Ces réminiscences médiévales ne sont pas fortuites ni étrangères à la volonté de Borromini de substituer une composition géométrique à celle de ses contemporains, modulaire et anthropomorphique ; par là il rejoint les conceptions des derniers maîtres d’œuvre gothiques. Il appartiendra au père Guarini* d’aller plus loin encore et de faire du baroque une synthèse.

H. P.

 G. C. Argan, Borromini (Milan, 1952). / H. Thelen, Francesco Borromini, die Handzeichnungen (Graz, 1967). / P. Portoghesi, Borromini (Vincent Fréal, 1970).

Bosch (Jheronimus ou Hiëronymus, en fr. Jérôme)

Peintre des anciens Pays-Bas méridionaux († Bois-le-Duc 1516).



L’homme

Son nom véritable, Jeroen Van Aken (ou Aeken), porte à croire que sa famille pouvait être originaire d’Aix-la-Chapelle. On sait que son grand-père, trois de ses oncles, son père et un de ses frères étaient établis à ’s Hertogenbosch (Bois-le-Duc) comme « maelre », c’est-à-dire comme peintres. Il a pris pour pseudonyme Bosch, abréviation usuelle du nom de la ville. On croit pouvoir situer la date de sa naissance vers 1450, sur la foi d’un document de la période 1480-81 qui le mentionne comme étant alors l’époux d’Aleid Van Meervenne, issue d’une famille bourgeoise aisée. C’est à partir de cette époque qu’une bonne vingtaine de pièces d’archives nous fournissent des bribes de renseignements au sujet de sa position sociale et de ses activités. Aussi laconiques et fragmentaires qu’elles soient, ces données nous permettent de penser qu’il dut mener une vie bien rangée. Devenu membre d’une confrérie pieuse satellite de la cathédrale — la confrérie de Notre-Dame —, il était régulièrement sollicité par elle pour donner son avis sur la polychromie d’un retable sculpté, pour dessiner l’ébauche d’un vitrail ou d’un objet du culte.

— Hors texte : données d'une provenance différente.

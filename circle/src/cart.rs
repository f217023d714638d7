//! Cart and wishlist collections.
//!
//! Both keep insertion order and hold at most one entry per event id.
//! Mutations that grow the cart consult the inventory gate and leave the
//! cart untouched when they are refused.

use crate::error::CartRejection;
use crate::inventory;
use crate::types::{CartLine, Event, EventId, Money, TicketsSoldLedger};
use serde::{Deserialize, Deserializer, Serialize};

/// Ordered cart lines, persisted as the `cart` record.
///
/// Deserializing goes through [`Cart::from_lines`], so a stored record
/// never yields duplicate or empty lines.
#[derive(Clone, Debug, Default, PartialEq, Eq, Serialize)]
#[serde(transparent)]
pub struct Cart {
    lines: Vec<CartLine>,
}

impl<'de> Deserialize<'de> for Cart {
    fn deserialize<D: Deserializer<'de>>(deserializer: D) -> Result<Self, D::Error> {
        Vec::<CartLine>::deserialize(deserializer).map(Self::from_lines)
    }
}

impl Cart {
    /// Build a cart from `lines`, merging lines for the same event into the
    /// first one and dropping lines with no tickets.
    #[must_use]
    pub fn from_lines(lines: Vec<CartLine>) -> Self {
        let mut merged: Vec<CartLine> = Vec::with_capacity(lines.len());
        for line in lines {
            if line.quantity == 0 {
                continue;
            }
            match merged.iter_mut().find(|l| l.event.id == line.event.id) {
                Some(existing) => {
                    existing.quantity = existing.quantity.saturating_add(line.quantity);
                },
                None => merged.push(line),
            }
        }
        Self { lines: merged }
    }

    /// Lines in the order they were first added
    #[must_use]
    pub fn lines(&self) -> &[CartLine] {
        &self.lines
    }

    /// True when there is nothing to pay for
    #[must_use]
    pub fn is_empty(&self) -> bool {
        self.lines.is_empty()
    }

    /// Number of distinct events
    #[must_use]
    pub fn len(&self) -> usize {
        self.lines.len()
    }

    /// Sum of all line quantities
    #[must_use]
    pub fn ticket_count(&self) -> u64 {
        self.lines.iter().map(|l| u64::from(l.quantity)).sum()
    }

    /// Line for `event_id`, if any
    #[must_use]
    pub fn line(&self, event_id: &EventId) -> Option<&CartLine> {
        self.lines.iter().find(|l| &l.event.id == event_id)
    }

    /// Quantity held for `event_id` (0 when absent)
    #[must_use]
    pub fn quantity_of(&self, event_id: &EventId) -> u32 {
        self.line(event_id).map_or(0, |l| l.quantity)
    }

    fn line_mut(&mut self, event_id: &EventId) -> Option<&mut CartLine> {
        self.lines.iter_mut().find(|l| &l.event.id == event_id)
    }

    /// Add one ticket for `event`, merging into an existing line.
    ///
    /// Returns the new quantity.
    ///
    /// # Errors
    ///
    /// [`CartRejection::SoldOut`] when the inventory gate is closed.
    pub fn add(&mut self, event: &Event, ledger: &TicketsSoldLedger) -> Result<u32, CartRejection> {
        if !inventory::can_add_ticket(event, ledger, self) {
            return Err(CartRejection::SoldOut {
                event_id: event.id.clone(),
                capacity: event.tickets_available,
            });
        }
        if let Some(line) = self.line_mut(&event.id) {
            line.quantity += 1;
            return Ok(line.quantity);
        }
        self.lines.push(CartLine::single(event.clone()));
        Ok(1)
    }

    /// Add one ticket to an existing line, gated like [`Cart::add`].
    ///
    /// # Errors
    ///
    /// [`CartRejection::NotInCart`] for an unknown id,
    /// [`CartRejection::SoldOut`] when the gate is closed.
    pub fn increase(&mut self, event_id: &EventId, ledger: &TicketsSoldLedger) -> Result<u32, CartRejection> {
        let event = self
            .line(event_id)
            .map(|l| l.event.clone())
            .ok_or_else(|| CartRejection::NotInCart(event_id.clone()))?;
        self.add(&event, ledger)
    }

    /// Remove one ticket, never going below 1.
    ///
    /// # Errors
    ///
    /// [`CartRejection::NotInCart`] for an unknown id.
    pub fn decrease(&mut self, event_id: &EventId) -> Result<u32, CartRejection> {
        let line = self
            .line_mut(event_id)
            .ok_or_else(|| CartRejection::NotInCart(event_id.clone()))?;
        line.quantity = line.quantity.saturating_sub(1).max(1);
        Ok(line.quantity)
    }

    /// Drop the whole line for `event_id`.
    ///
    /// # Errors
    ///
    /// [`CartRejection::NotInCart`] for an unknown id.
    pub fn remove(&mut self, event_id: &EventId) -> Result<CartLine, CartRejection> {
        let index = self
            .lines
            .iter()
            .position(|l| &l.event.id == event_id)
            .ok_or_else(|| CartRejection::NotInCart(event_id.clone()))?;
        Ok(self.lines.remove(index))
    }

    /// Empty the cart, returning what was in it.
    pub fn take(&mut self) -> Vec<CartLine> {
        std::mem::take(&mut self.lines)
    }

    /// `Σ price × quantity`, `None` on overflow
    #[must_use]
    pub fn subtotal(&self) -> Option<Money> {
        self.lines
            .iter()
            .try_fold(Money::ZERO, |acc, line| acc.checked_add(line.line_total()?))
    }
}

/// Saved events, persisted as the `wishlist` record.
#[derive(Clone, Debug, Default, PartialEq, Eq, Serialize)]
#[serde(transparent)]
pub struct Wishlist {
    entries: Vec<Event>,
}

impl<'de> Deserialize<'de> for Wishlist {
    fn deserialize<D: Deserializer<'de>>(deserializer: D) -> Result<Self, D::Error> {
        Vec::<Event>::deserialize(deserializer).map(Self::from_entries)
    }
}

impl Wishlist {
    /// Build a wishlist from `entries`, keeping the first entry per event.
    #[must_use]
    pub fn from_entries(entries: Vec<Event>) -> Self {
        let mut unique: Vec<Event> = Vec::with_capacity(entries.len());
        for entry in entries {
            if !unique.iter().any(|e| e.id == entry.id) {
                unique.push(entry);
            }
        }
        Self { entries: unique }
    }

    /// Entries in the order they were saved
    #[must_use]
    pub fn entries(&self) -> &[Event] {
        &self.entries
    }

    /// True when nothing is saved
    #[must_use]
    pub fn is_empty(&self) -> bool {
        self.entries.is_empty()
    }

    /// Number of saved events
    #[must_use]
    pub fn len(&self) -> usize {
        self.entries.len()
    }

    /// Whether `event_id` is saved
    #[must_use]
    pub fn contains(&self, event_id: &EventId) -> bool {
        self.entries.iter().any(|e| &e.id == event_id)
    }

    /// Remove `event` if saved, otherwise append it.
    ///
    /// Returns `true` when the event is now on the wishlist.
    pub fn toggle(&mut self, event: &Event) -> bool {
        if self.remove(&event.id) {
            false
        } else {
            self.entries.push(event.clone());
            true
        }
    }

    /// Remove `event_id`; returns whether anything was removed.
    pub fn remove(&mut self, event_id: &EventId) -> bool {
        let before = self.entries.len();
        self.entries.retain(|e| &e.id != event_id);
        self.entries.len() != before
    }
}

#[cfg(test)]
#[allow(clippy::unwrap_used)]
mod tests {
    use super::*;
    use crate::types::Audience;
    use chrono::NaiveDate;
    use proptest::prelude::*;

    fn event(id: &str, capacity: u32, price: u64) -> Event {
        Event {
            id: EventId::from(id),
            title: format!("Event {id}"),
            venue: "Carnivore Grounds".to_string(),
            county: "Nairobi".to_string(),
            date: NaiveDate::from_ymd_opt(2025, 3, 22)
                .and_then(|d| d.and_hms_opt(19, 0, 0))
                .unwrap(),
            audience: Audience::Adults,
            price: Money::from_shillings(price),
            tickets_available: capacity,
            description: None,
            organizer: None,
            category: None,
        }
    }

    #[test]
    fn repeated_adds_merge_into_one_line() {
        let e = event("1", 10, 1000);
        let ledger = TicketsSoldLedger::new();
        let mut cart = Cart::default();

        for expected in 1..=3 {
            assert_eq!(cart.add(&e, &ledger).unwrap(), expected);
        }
        assert_eq!(cart.len(), 1);
        assert_eq!(cart.quantity_of(&e.id), 3);
        assert_eq!(cart.subtotal(), Some(Money::from_shillings(3000)));
    }

    #[test]
    fn third_add_on_capacity_two_is_sold_out() {
        let e = event("1", 2, 1000);
        let ledger = TicketsSoldLedger::new();
        let mut cart = Cart::default();
        cart.add(&e, &ledger).unwrap();
        cart.add(&e, &ledger).unwrap();

        let before = cart.clone();
        assert_eq!(
            cart.add(&e, &ledger),
            Err(CartRejection::SoldOut { event_id: e.id.clone(), capacity: 2 })
        );
        assert_eq!(cart, before);
    }

    #[test]
    fn increase_is_gated_and_requires_a_line() {
        let e = event("1", 1, 500);
        let ledger = TicketsSoldLedger::new();
        let mut cart = Cart::default();

        assert_eq!(cart.increase(&e.id, &ledger), Err(CartRejection::NotInCart(e.id.clone())));
        cart.add(&e, &ledger).unwrap();
        assert!(matches!(cart.increase(&e.id, &ledger), Err(CartRejection::SoldOut { .. })));
        assert_eq!(cart.quantity_of(&e.id), 1);
    }

    #[test]
    fn decrease_floors_at_one_and_remove_drops_line() {
        let e = event("1", 10, 500);
        let ledger = TicketsSoldLedger::new();
        let mut cart = Cart::default();
        cart.add(&e, &ledger).unwrap();
        cart.add(&e, &ledger).unwrap();

        assert_eq!(cart.decrease(&e.id).unwrap(), 1);
        assert_eq!(cart.decrease(&e.id).unwrap(), 1);
        assert_eq!(cart.remove(&e.id).unwrap().quantity, 1);
        assert!(cart.is_empty());
        assert!(cart.remove(&e.id).is_err());
    }

    #[test]
    fn subtotal_overflow_is_none() {
        let e = event("1", u32::MAX, u64::MAX);
        let cart = Cart::from_lines(vec![CartLine { event: e, quantity: 2 }]);
        assert_eq!(cart.subtotal(), None);
    }

    #[test]
    fn from_lines_merges_duplicates_and_drops_empty_lines() {
        let a = event("1", 3, 1000);
        let b = event("2", 5, 500);
        let cart = Cart::from_lines(vec![
            CartLine { event: a.clone(), quantity: 2 },
            CartLine { event: b.clone(), quantity: 0 },
            CartLine { event: a.clone(), quantity: 2 },
        ]);

        assert_eq!(cart.len(), 1);
        assert_eq!(cart.quantity_of(&a.id), 4);
        assert_eq!(cart.quantity_of(&b.id), 0);
        assert!(!inventory::can_add_ticket(&a, &TicketsSoldLedger::new(), &cart));
    }

    #[test]
    fn stored_records_are_normalized_on_read() {
        let line = serde_json::to_value(CartLine { event: event("1", 3, 1000), quantity: 2 }).unwrap();
        let mut empty = line.clone();
        empty["quantity"] = 0.into();
        empty["id"] = "2".into();
        let raw = serde_json::Value::Array(vec![line.clone(), empty, line]);

        let cart: Cart = serde_json::from_value(raw).unwrap();
        assert_eq!(cart.len(), 1);
        assert_eq!(cart.quantity_of(&EventId::from("1")), 4);

        let e = serde_json::to_value(event("9", 3, 1000)).unwrap();
        let wishlist: Wishlist = serde_json::from_value(serde_json::Value::Array(vec![e.clone(), e])).unwrap();
        assert_eq!(wishlist.len(), 1);
    }

    #[test]
    fn wishlist_toggle_flips_membership() {
        let e = event("1", 10, 500);
        let mut wishlist = Wishlist::default();

        assert!(wishlist.toggle(&e));
        assert!(wishlist.contains(&e.id));
        assert!(!wishlist.toggle(&e));
        assert!(wishlist.is_empty());
        assert!(!wishlist.remove(&e.id));
    }

    proptest! {
        #[test]
        fn double_toggle_restores_wishlist(saved in proptest::collection::vec(0_u8..20, 0..10), target in 0_u8..20) {
            let mut wishlist = Wishlist::default();
            for id in saved {
                let e = event(&id.to_string(), 10, 100);
                if !wishlist.contains(&e.id) {
                    wishlist.toggle(&e);
                }
            }
            let original = wishlist.clone();
            let e = event(&target.to_string(), 10, 100);

            wishlist.toggle(&e);
            wishlist.toggle(&e);

            prop_assert_eq!(wishlist.entries().len(), original.entries().len());
            for entry in original.entries() {
                prop_assert!(wishlist.contains(&entry.id));
            }
        }

        #[test]
        fn quantities_stay_positive(steps in proptest::collection::vec(any::<bool>(), 1..40)) {
            let e = event("1", 15, 100);
            let ledger = TicketsSoldLedger::new();
            let mut cart = Cart::default();
            cart.add(&e, &ledger).unwrap();

            for grow in steps {
                if grow {
                    let _ = cart.increase(&e.id, &ledger);
                } else {
                    cart.decrease(&e.id).unwrap();
                }
                let quantity = cart.quantity_of(&e.id);
                prop_assert!((1..=15).contains(&quantity));
            }
        }
    }
}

Le seul document relatif à une commande proprement dite est conservé aux archives de Lille : en 1504. Bosch reçoit des arrhes pour l’exécution d’un grand tableau « de neuf pietz de hault et unze pietz de long ou doit estre le Jugement de dieu assavoir paradis et infer », tableau qui lui avait été commandé par Philippe le Beau, vraisemblablement à l’occasion de la visite faite par ce dernier à Bois-le-Duc.

Enfin, tout porte à croire que la vie du maître s’est entièrement déroulée dans les alentours et dans les murs même de Bois-le-Duc, ville de province dont l’importance ne fut pas négligeable à l’époque. C’est à la cathédrale Sint-Jan que furent célébrées ses obsèques, le 9 août 1516. On ne lui connaît pas de descendance.